Be extra aware of your surroundings (and the weather)
No matter how well you know your running track, pregnant women should be on high alert for obstacles. A simple branch can cause you to trip, especially as pregnant women have changes in balance. Your centre of gravity shifts as your belly grows, leaving you more vulnerable to slips. A nasty fall can be a dangerous situation which every pregnant woman wants to avoid, so keep your eyes peeled and tread very carefully on unfamiliar terrain. Avoid running on trails with debris, rocks, tree roots, and other natural obstacles that could cause a fall. Run on pavement to play it safe, especially in your last trimester.
As for the weather, there are some benefits for people who work out in the heat, but for pregnant women, this should be strictly avoided.

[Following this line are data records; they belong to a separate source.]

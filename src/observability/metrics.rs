//! Metrics collection and exposition.
//!
//! # Metrics
//! - `gateway_requests_total` (counter): GraphQL requests by status
//! - `gateway_request_duration_seconds` (histogram): end-to-end latency
//! - `gateway_guard_rejections_total` (counter): envelope rejections by code
//! - `gateway_auth_rejections_total` (counter): failed API-key checks
//! - `gateway_rate_limited_total` (counter): 429 responses
//! - `gateway_upstream_requests_total` (counter): upstream calls by outcome

use std::net::SocketAddr;
use std::time::Instant;

use metrics::{counter, histogram};
use metrics_exporter_prometheus::PrometheusBuilder;

/// Install the Prometheus exporter on its own listener.
pub fn init_metrics(addr: SocketAddr) {
    let builder = PrometheusBuilder::new().with_http_listener(addr);
    match builder.install() {
        Ok(()) => tracing::info!(address = %addr, "Metrics exporter listening"),
        Err(e) => tracing::error!(error = %e, "Failed to install metrics exporter"),
    }
}

pub fn record_graphql_request(status: u16, start: Instant) {
    counter!("gateway_requests_total", "status" => status.to_string()).increment(1);
    histogram!("gateway_request_duration_seconds").record(start.elapsed().as_secs_f64());
}

pub fn record_guard_rejection(code: &'static str) {
    counter!("gateway_guard_rejections_total", "code" => code).increment(1);
}

pub fn record_auth_rejection() {
    counter!("gateway_auth_rejections_total").increment(1);
}

pub fn record_rate_limited() {
    counter!("gateway_rate_limited_total").increment(1);
}

pub fn record_upstream(outcome: &'static str) {
    counter!("gateway_upstream_requests_total", "outcome" => outcome).increment(1);
}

It’s always important to stay cool while exercising, but especially for pregnant women, who tend to overheat more easily. Avoid jogging in hot or humid weather and opt for jogging early in the morning or evenings if you’re pregnant during the summer months. It goes without saying that running outside in very cold or freezing temperatures should be avoided if you’re pregnant. Hit the treadmill or an indoor track instead.
5. Mind the date
In the first two trimesters, you’ll be able to run faster, more often, and for longer periods of time than in your last. As labor approaches, you’ll experience a lack of energy and you’ll get winded a lot faster. Never run to the point of exhaustion or breathlessness. Pushing yourself too hard will force your body to divert oxygen that should be going to your baby. Ease up if you notice any of the following signs:
- You feel pain in your joints and ligaments.
You feel exhausted instead of energized after your run.
- Your muscles feel extremely sore, weak, or shaky for a long period afterwards.
- Your resting heart rate in the morning is more than 10 beats higher than normal – this is a sign that your body is overworked and needs rest.
Stop running immediately and call your doctor immediately if you feel dizzy or faint, have chest pain, contractions, or vaginal bleeding. And remember: A long, relaxing walk can be just as beneficial as a run in your later months, so don’t be afraid to slow it down and go at a moderate pace.
6. Hydrate, then hydrate some more
The amount of liquid in your body increases during pregnancy, which can make you feel heavy or heavy-footed. This is not an excuse to take cut back on your water intake, but quite the opposite. Pregnant women need to take extra care to stay well-hydrated for them and their growing baby. Plain water is best, but if you’re using an electrolyte replacement or sports drink, dilute it to cut the sugar content – two parts water to one part sports drink – and avoid any drinks with aspartame altogether.
There are several ways to determine whether you’re dehydrated. The colour of urine is the most reliable one, so if it’s looking darker than usual, drink some water ASAP. Another way is to weigh yourself before running and afterward. The difference between two numbers is the amount of water you have lost, and which you need to compensate.
Running during pregnancy isn’t for everyone. The good news is, you don’t need to go running specifically to stay active and in shape while you’re expecting. Yoga, walking, swimming or gentle workout programs geared towards expectant mothers are all excellent ways to keep fit with a little one on the way.